HIGHNo exploitation known

A vulnerability was identified in yousaf530 Inferno Online Clothing Store up to 827dd42bfbe380e8de76fdc67958c24cf1246208. The affected element is an unknown function of the file /log.php. Such manipulation of the argument cemail/password leads to sql injection. It is possible to launch the attack remotely. The exploit is publicly available and might be used. This product takes the approach of rolling releases to provide continious delivery. Therefore, version details for affected and updated releases are not available. The vendor was contacted early about this disclosure but did not respond in any way.

CVSS v3.1 (7.3)
Vendor
yousaf530
Product
Inferno Online Clothing Store
Versions
827dd42bfbe380e8de76fdc67958c24cf1246208
CWE
CWE-89, SQL Injection
Vector
CVSS:3.1/AV:N/AC:L/PR:N/UI:N/S:U/C:L/I:L/A:L/E:P/RL:X/RC:R
Published
2025-10-13T01:02:06.914Z
Updated
2025-10-13T01:02:06.914Z

AI Summary Analysis

Risk verdict

Publicly released PoC enables remote SQL injection against the log.php endpoint with no authentication, creating immediate risk to data integrity and availability.

Why this matters

For an online clothing store, SQL injection can exfiltrate customer data, alter orders, or deface listings, with potential financial loss and reputational damage. The advisory notes a public exploit and medium–high CVSS impact, indicating realistic attacker interest and rapid weaponisation potential.

Most likely attack path

No user interaction is required; an attacker can send crafted input to the cemail/password parameter over the network. With AV:N/AC:L/PR:N/UI:N and full CIA impact, the vulnerability enables direct access to the backend DB from the public web tier, risking lateral movement within the application if other insecure endpoints exist.

Who is most exposed

Public-facing e-commerce sites using PHP-based storefronts, especially on shared or cloud VMs with rolling-release deployments, are at highest risk.

Detection ideas

  • Web server logs show SQL error signatures from log.php requests.
  • POSTs to log.php contain anomalous or SQL-like payloads in cemail/password.
  • Spikes or anomalies in database error rates and query latency.
  • WAF/IDS alerts targeting SQL injection patterns on login-related endpoints.
  • Repeated failed login or unusual user enumeration attempts from diverse IPs.
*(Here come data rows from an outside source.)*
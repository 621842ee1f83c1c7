//! WhatsApp order message and deep-link generation.

use std::fmt::Write as _;

use serde::{Deserialize, Serialize};

use super::customer::CustomerInfo;
use crate::cart::CartState;

/// Default recipient for order messages.
pub const DEFAULT_WHATSAPP_NUMBER: &str = "918770769691";

/// Default deep-link host.
pub const DEFAULT_DEEP_LINK_BASE: &str = "https://wa.me";

/// Settings for the order formatter.
#[derive(Debug, Clone, PartialEq, Eq, Serialize, Deserialize)]
pub struct OrderConfig {
    /// Shop name shown in message headings.
    pub shop_name: String,
    /// Recipient identifier appended to the deep-link base (a phone number).
    pub recipient: String,
    /// Messaging service URL prefix, without trailing slash.
    pub deep_link_base: String,
    /// Payment method named in the message footer.
    pub payment_method: String,
}

impl Default for OrderConfig {
    fn default() -> Self {
        Self {
            shop_name: "Poppin Deli".to_string(),
            recipient: DEFAULT_WHATSAPP_NUMBER.to_string(),
            deep_link_base: DEFAULT_DEEP_LINK_BASE.to_string(),
            payment_method: "UPI".to_string(),
        }
    }
}

/// A composed order: the plain-text message and the link that opens it.
#[derive(Debug, Clone, PartialEq, Eq, Serialize)]
pub struct OrderLink {
    pub message: String,
    pub url: String,
}

/// Builds order messages and deep links.
#[derive(Debug, Clone, Default)]
pub struct OrderFormatter {
    config: OrderConfig,
}

impl OrderFormatter {
    /// Create a formatter.
    #[must_use]
    pub const fn new(config: OrderConfig) -> Self {
        Self { config }
    }

    /// The formatter's settings.
    #[must_use]
    pub const fn config(&self) -> &OrderConfig {
        &self.config
    }

    /// Compose the pickup order for `cart` and `customer`.
    ///
    /// The cart should be non-empty; this is not checked here.
    #[must_use]
    pub fn compose(&self, cart: &CartState, customer: &CustomerInfo) -> OrderLink {
        let message = self.order_message(cart, customer);
        let url = self.deep_link(&message);
        OrderLink { message, url }
    }

    /// Plain-text order message.
    #[must_use]
    pub fn order_message(&self, cart: &CartState, customer: &CustomerInfo) -> String {
        let billing = cart.billing();
        let mut message = String::new();

        // Writing into a String cannot fail.
        let _ = writeln!(message, "🛒 *New Pickup Order - {}*", self.config.shop_name);
        let _ = writeln!(message);
        let _ = writeln!(message, "*Items:*");
        for line in cart.lines() {
            let _ = writeln!(
                message,
                "• {} x{} - {}",
                line.name,
                line.quantity,
                line.line_total()
            );
        }
        let _ = writeln!(message);
        let _ = writeln!(message, "*Billing:*");
        let _ = writeln!(message, "Subtotal: {}", billing.subtotal);
        let _ = writeln!(message, "{}: {}", billing.tax_label(), billing.tax_amount);
        let _ = writeln!(message, "*Total: {}*", billing.total);
        let _ = writeln!(message);
        let _ = writeln!(message, "*Pickup Details:*");
        let _ = writeln!(message, "Name: {}", customer.name);
        let _ = writeln!(message, "Phone: {}", customer.phone);
        let _ = writeln!(message, "Time: {}", customer.pickup_time);
        if let Some(notes) = customer.notes() {
            let _ = writeln!(message, "Notes: {notes}");
        }
        let _ = writeln!(message);
        let _ = writeln!(
            message,
            "💳 *Payment:* {} (Screenshot attach below)",
            self.config.payment_method
        );
        let _ = write!(message, "⏳ Please confirm once payment is verified!");

        message
    }

    /// Link asking about a single menu item.
    #[must_use]
    pub fn inquiry_link(&self, item_name: &str) -> String {
        let message = format!(
            "Hi {}! 🍽️\n\nI want to order: {item_name}\n\nTakeout time:\nName:\nPhone:",
            self.config.shop_name
        );
        self.deep_link(&message)
    }

    /// Link opening a chat with `message` prefilled, or a greeting.
    #[must_use]
    pub fn greeting_link(&self, message: Option<&str>) -> String {
        match message {
            Some(text) => self.deep_link(text),
            None => self.deep_link(&format!("Hi {}! 👋", self.config.shop_name)),
        }
    }

    /// `<base>/<recipient>?text=<percent-encoded message>`.
    #[must_use]
    pub fn deep_link(&self, message: &str) -> String {
        format!(
            "{}/{}?text={}",
            self.config.deep_link_base.trim_end_matches('/'),
            self.config.recipient,
            urlencoding::encode(message)
        )
    }
}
Mitigation and prioritisation

  • Apply vendor patch or upgrade to fixed release; test before production.
  • If patching isn’t feasible, implement parameterised queries and strict input validation; disable verbose DB errors.
  • Enforce least-privilege DB credentials and separate web/app DB accounts.
  • Enable WAF/RAAS rules and monitor for SQLi indicators; implement network allowlisting where practical.
  • Change-management: test in staging, document rollback, and schedule deployment with monitoring.
  • If KEV true or EPSS ≥ 0.5, treat as priority 1.